In the code I make regular use of vectors and I thought it would be best to

clarify.

I have a bit of experience in game development and because of that I'm now

convinced that all Cartesian coordinates

(that is: all coordinates with some kind of `x` & `y` properties)

and differences in coordinates (such as size, offset and movement)

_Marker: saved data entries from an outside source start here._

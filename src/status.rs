//! Status sidecar (C3.2, ambient supplement): the `/opt/loguploadstatus.txt` contract consumed by
//! external tooling polling an OnDemand ("UploadLogsNow") upload's progress, grounded on
//! `uploadstblogs/include/uploadlogsnow.h`.

use std::fmt;
use std::fs;

use anyhow::{Context, Result};
use camino::Utf8Path;
use chrono::Local;

#[derive(Debug, Clone, Copy, PartialEq, Eq)]
pub enum UploadStatus {
    Triggered,
    InProgress,
    Complete,
    Failed,
}

impl fmt::Display for UploadStatus {
    fn fmt(&self, f: &mut fmt::Formatter<'_>) -> fmt::Result {
        let s = match self {
            UploadStatus::Triggered => "Triggered",
            UploadStatus::InProgress => "In progress",
            UploadStatus::Complete => "Complete",
            UploadStatus::Failed => "Failed",
        };
        f.write_str(s)
    }
}

/// Write `status` plus the current local time to `path`. Used only by the OnDemand workflow, the
/// one strategy with an interactive trigger and a consumer waiting on the result (§3.2).
pub fn write_status(path: &Utf8Path, status: UploadStatus) -> Result<()> {
    let now = Local::now().to_rfc3339();
    fs::write(path, format!("{status}\n{now}\n")).with_context(|| format!("writing status sidecar {path}"))
}
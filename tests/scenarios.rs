//! End-to-end scenarios (§8), driven entirely through the crate's public API: build a
//! [`RuntimeContext`] against a tempdir fixture, then call [`run_with_context`]. Uses local fake
//! [`Transport`]/[`TelemetrySink`]/[`Sleeper`] implementations since `test_support` is
//! `#[cfg(test)]`-only inside the lib and not visible to this integration binary.

use std::cell::RefCell;
use std::collections::VecDeque;
use std::time::Duration;

use camino::{Utf8Path, Utf8PathBuf};
use camino_tempfile::tempdir;

use upload_stblogs::context::{
    CertificatePaths, DeviceIdentity, Endpoints, Flags, Paths, RetryPolicy, RuntimeContext, Settings, SidecarPaths,
};
use upload_stblogs::run_with_context;
use upload_stblogs::telemetry::TelemetrySink;
use upload_stblogs::upload::transport::{PutTlsProfile, StageAAuth, TlsOptions, Transport, TransportResponse};
use upload_stblogs::workflow::Sleeper;
use upload_stblogs::{Invocation, EXIT_SUCCESS, EXIT_UPLOAD_FAILED};

fn fixture_ctx(tmp: &Utf8Path) -> RuntimeContext {
    RuntimeContext {
        identity: DeviceIdentity::new("AA:BB:CC:DD:EE:FF", "mediaclient", "prod"),
        paths: Paths {
            main_log_dir: tmp.join("logs"),
            previous_boot_log_dir: tmp.join("previousboot"),
            previous_boot_backup_dir: tmp.join("previousboot_backup"),
            dcm_batch_dir: tmp.join("dcm"),
            dri_log_dir: tmp.join("dri"),
            telemetry_dir: tmp.join("telemetry"),
            temp_dir: tmp.join("tmp"),
            cert_dir: tmp.join("certs"),
            rrd_archive_path: tmp.join("rrd_upload.tgz"),
        },
        endpoints: Endpoints {
            upload_url: "https://example.com/upload".into(),
            proxy_bucket_host: Some("proxy.example".into()),
            codebig_bearer_token: "test-token".into(),
        },
        flags: Flags::default(),
        settings: Settings::default(),
        retry_policy: RetryPolicy::default(),
        certs: CertificatePaths {
            client_cert: Utf8PathBuf::from("cert"),
            client_key: Utf8PathBuf::from("key"),
            ca_bundle: Utf8PathBuf::from("ca"),
        },
        sidecars: SidecarPaths {
            presigned_url_sidecar: tmp.join("httpresult.txt"),
            direct_block_marker: tmp.join("direct_block"),
            codebig_block_marker: tmp.join("codebig_block"),
            ondemand_status_sidecar: tmp.join("loguploadstatus.txt"),
            dcm_batch_list: tmp.join("dcm_batch_list.txt"),
            reboot_reason_file: tmp.join("rebootInfo.log"),
            dcm_settings_file: tmp.join("dcmsettings.conf"),
        },
        dry_run: false,
        uptime_override: Some(Duration::from_secs(3600)),
    }
}

#[derive(Debug, Clone)]
enum ScriptedCall {
    Post { http_status: u16, transport_code: i32, body: &'static str },
    Put { http_status: u16, transport_code: i32 },
}

#[derive(Default)]
struct ScriptedTransport {
    calls: RefCell<VecDeque<ScriptedCall>>,
}

impl ScriptedTransport {
    fn new(calls: Vec<ScriptedCall>) -> Self {
        Self { calls: RefCell::new(calls.into()) }
    }
}

impl Transport for ScriptedTransport {
    fn post_presign(
        &self,
        _url: &str,
        _auth: &StageAAuth<'_>,
        _tls: &TlsOptions,
        _filename: &str,
        _md5_base64: Option<&str>,
    ) -> TransportResponse {
        match self.calls.borrow_mut().pop_front() {
            Some(ScriptedCall::Post { http_status, transport_code, body }) => {
                TransportResponse { http_status, transport_code, body: body.as_bytes().to_vec() }
            }
            other => panic!("expected scripted POST, found {other:?} or queue exhausted"),
        }
    }

    fn put_file(&self, _url: &str, _tls_profile: &PutTlsProfile<'_>, _tls: &TlsOptions, _file: &Utf8Path) -> TransportResponse {
        match self.calls.borrow_mut().pop_front() {
            Some(ScriptedCall::Put { http_status, transport_code }) => {
                TransportResponse { http_status, transport_code, body: Vec::new() }
            }
            other => panic!("expected scripted PUT, found {other:?} or queue exhausted"),
        }
    }
}

#[derive(Default)]
struct RecordingTelemetry {
    counts: RefCell<Vec<String>>,
}

impl TelemetrySink for RecordingTelemetry {
    fn count(&self, name: &str) {
        self.counts.borrow_mut().push(name.to_string());
    }
    fn value(&self, _name: &str, _value: &str) {}
}

#[derive(Default)]
struct NoopSleeper;

impl Sleeper for NoopSleeper {
    fn sleep(&self, _duration: Duration) {}
}

fn write_logs(dir: &Utf8Path) {
    std::fs::create_dir_all(dir.as_std_path()).unwrap();
    std::fs::write(dir.join("mediaserver.log"), b"hello").unwrap();
    std::fs::write(dir.join("panic.txt"), b"oops").unwrap();
}

/// S1: OnDemand happy path. trigger_type 5, flag set, logs present, Direct succeeds first try.
#[test]
fn s1_ondemand_happy_path() {
    let tmp = tempdir().unwrap();
    let mut ctx = fixture_ctx(tmp.path());
    ctx.flags.trigger_type = 5;
    ctx.flags.flag = true;
    write_logs(&ctx.paths.main_log_dir);
    std::fs::create_dir_all(ctx.paths.temp_dir.as_std_path()).unwrap();

    let transport = ScriptedTransport::new(vec![
        ScriptedCall::Post { http_status: 200, transport_code: 0, body: "https://s3.example/a?sig=1" },
        ScriptedCall::Put { http_status: 200, transport_code: 0 },
    ]);
    let telemetry = RecordingTelemetry::default();
    let sleeper = NoopSleeper;
    let env = Invocation { telemetry: &telemetry, transport: &transport, sleeper: &sleeper };

    let exit_code = run_with_context(&ctx, &env);
    assert_eq!(exit_code, EXIT_SUCCESS);
    let status = std::fs::read_to_string(ctx.sidecars.ondemand_status_sidecar.as_std_path()).unwrap();
    assert!(status.starts_with("Complete"));
    assert!(!ctx.paths.temp_dir.join("log_on_demand").exists());
}

/// S2: Reboot with DRI. NonDcm strategy (dcm_flag == 0, always eligible), DRI dir present.
#[test]
fn s2_reboot_with_dri_uploads_both_archives() {
    let tmp = tempdir().unwrap();
    let mut ctx = fixture_ctx(tmp.path());
    ctx.flags.dcm_flag = false;
    ctx.settings.include_dri = true;
    write_logs(&ctx.paths.previous_boot_log_dir);
    std::fs::create_dir_all(ctx.paths.main_log_dir.as_std_path()).unwrap();
    std::fs::create_dir_all(ctx.paths.previous_boot_backup_dir.as_std_path()).unwrap();
    std::fs::create_dir_all(ctx.paths.dri_log_dir.as_std_path()).unwrap();
    std::fs::write(ctx.paths.dri_log_dir.join("dri.bin"), b"dri").unwrap();

    let transport = ScriptedTransport::new(vec![
        ScriptedCall::Post { http_status: 200, transport_code: 0, body: "https://s3.example/main?sig=1" },
        ScriptedCall::Put { http_status: 200, transport_code: 0 },
        ScriptedCall::Post { http_status: 200, transport_code: 0, body: "https://s3.example/dri?sig=2" },
        ScriptedCall::Put { http_status: 200, transport_code: 0 },
    ]);
    let telemetry = RecordingTelemetry::default();
    let sleeper = NoopSleeper;
    let env = Invocation { telemetry: &telemetry, transport: &transport, sleeper: &sleeper };

    let exit_code = run_with_context(&ctx, &env);
    assert_eq!(exit_code, EXIT_SUCCESS);
    assert!(telemetry.counts.borrow().iter().any(|c| c == "SYST_INFO_PDRILogUpload"));
}

/// S3: Direct fails, CodeBig succeeds. Fallback swap, both-channel block markers per the
/// asymmetric rule (CodeBig success after Direct failure blocks Direct too).
#[test]
fn s3_direct_fails_codebig_succeeds_blocks_direct() {
    let tmp = tempdir().unwrap();
    let mut ctx = fixture_ctx(tmp.path());
    ctx.flags.trigger_type = 5;
    ctx.flags.flag = true;
    write_logs(&ctx.paths.main_log_dir);
    std::fs::create_dir_all(ctx.paths.temp_dir.as_std_path()).unwrap();

    let transport = ScriptedTransport::new(vec![
        ScriptedCall::Post { http_status: 500, transport_code: 0, body: "" },
        ScriptedCall::Post { http_status: 500, transport_code: 0, body: "" },
        ScriptedCall::Post { http_status: 500, transport_code: 0, body: "" },
        ScriptedCall::Post { http_status: 200, transport_code: 0, body: "https://s3.example/cb?sig=1" },
        ScriptedCall::Put { http_status: 200, transport_code: 0 },
    ]);
    let telemetry = RecordingTelemetry::default();
    let sleeper = NoopSleeper;
    let env = Invocation { telemetry: &telemetry, transport: &transport, sleeper: &sleeper };

    let exit_code = run_with_context(&ctx, &env);
    assert_eq!(exit_code, EXIT_SUCCESS);
    assert!(std::fs::metadata(ctx.sidecars.direct_block_marker.as_std_path()).is_ok());
    assert!(std::fs::metadata(ctx.sidecars.codebig_block_marker.as_std_path()).is_err());
}

/// S4: HTTP 404 is terminal on the only available channel (CodeBig blocked). No retry, upload
/// fails outright, exit code 1.
#[test]
fn s4_http_404_is_terminal() {
    let tmp = tempdir().unwrap();
    let mut ctx = fixture_ctx(tmp.path());
    ctx.flags.trigger_type = 5;
    ctx.flags.flag = true;
    ctx.settings.codebig_channel_blocked_override = true;
    write_logs(&ctx.paths.main_log_dir);
    std::fs::create_dir_all(ctx.paths.temp_dir.as_std_path()).unwrap();

    let transport = ScriptedTransport::new(vec![
        ScriptedCall::Post { http_status: 404, transport_code: 0, body: "" },
    ]);
    let telemetry = RecordingTelemetry::default();
    let sleeper = NoopSleeper;
    let env = Invocation { telemetry: &telemetry, transport: &transport, sleeper: &sleeper };

    let exit_code = run_with_context(&ctx, &env);
    assert_eq!(exit_code, EXIT_UPLOAD_FAILED);
}

/// S5: Direct Stage B fails but the device is a media client with a proxy bucket configured, so
/// the proxy-PUT fallback resolves the attempt without ever touching CodeBig.
#[test]
fn s5_proxy_fallback_resolves_without_codebig() {
    let tmp = tempdir().unwrap();
    let mut ctx = fixture_ctx(tmp.path());
    ctx.flags.trigger_type = 5;
    ctx.flags.flag = true;
    write_logs(&ctx.paths.main_log_dir);
    std::fs::create_dir_all(ctx.paths.temp_dir.as_std_path()).unwrap();

    let transport = ScriptedTransport::new(vec![
        ScriptedCall::Post { http_status: 200, transport_code: 0, body: "https://s3.example/main?sig=1" },
        ScriptedCall::Put { http_status: 403, transport_code: 0 },
        ScriptedCall::Put { http_status: 200, transport_code: 0 },
    ]);
    let telemetry = RecordingTelemetry::default();
    let sleeper = NoopSleeper;
    let env = Invocation { telemetry: &telemetry, transport: &transport, sleeper: &sleeper };

    let exit_code = run_with_context(&ctx, &env);
    assert_eq!(exit_code, EXIT_SUCCESS);
}

/// S6: privacy opt-out aborts cleanly with no filesystem mutation and no upload attempt.
#[test]
fn s6_privacy_opt_out_aborts_cleanly() {
    let tmp = tempdir().unwrap();
    let mut ctx = fixture_ctx(tmp.path());
    ctx.settings.privacy_opt_out = true;
    ctx.flags.trigger_type = 5;
    write_logs(&ctx.paths.main_log_dir);

    let transport = ScriptedTransport::new(vec![]);
    let telemetry = RecordingTelemetry::default();
    let sleeper = NoopSleeper;
    let env = Invocation { telemetry: &telemetry, transport: &transport, sleeper: &sleeper };

    let exit_code = run_with_context(&ctx, &env);
    assert_eq!(exit_code, EXIT_SUCCESS);
    assert!(telemetry.counts.borrow().iter().any(|c| c == "PrivacyOptOutAbort"));
    assert!(ctx.paths.main_log_dir.join("mediaserver.log").exists(), "no logs should be touched");
}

should pretty much always be stored in a

vector.

Notably, by "vector" I mean the linear algebra kind of vector, not the C++ kind

of vector.

Vectors let you turn most simple geometry operations into one-liners —

it's a lot more convenient than always working with `x` & `y`

individually.

Of course a whole linear algebra library is pretty overkill when I only

need a 2D vector, so I made my own small implementation and put it in

[src/vec2.ts](src/vec2.ts).

Here's how to calculate the distance between two points with vectors:

```js

const first_point = vec2(0.5, 0.5);

const second_point = vec2(5, 10);

// In the line below `sub` is short for "subtract" (which gives the difference

// between the two points). Unfortunately Javascript doesn't support custom 

// operator overloads, so we can't use the nicer "-" syntax :(

const distance = sub(first_point, second_point).length();

```

Here's the equivalent without vectors:

```js

const first_point = [0.5, 0.5];

const second_point = [5, 10];

const difference = [

    first_point[0] - second_point[0],

    first_point[1] - second_point[1]

];

// This is Pythagoras' theorem, for people who have forgotten their geometry:

const distance =

    Math.sqrt(difference[0]*difference[0] + difference[1]*difference[1]);

```

These two implementations internally do pretty much the same thing,

but the example with vectors just has nicer syntax (in my opinion).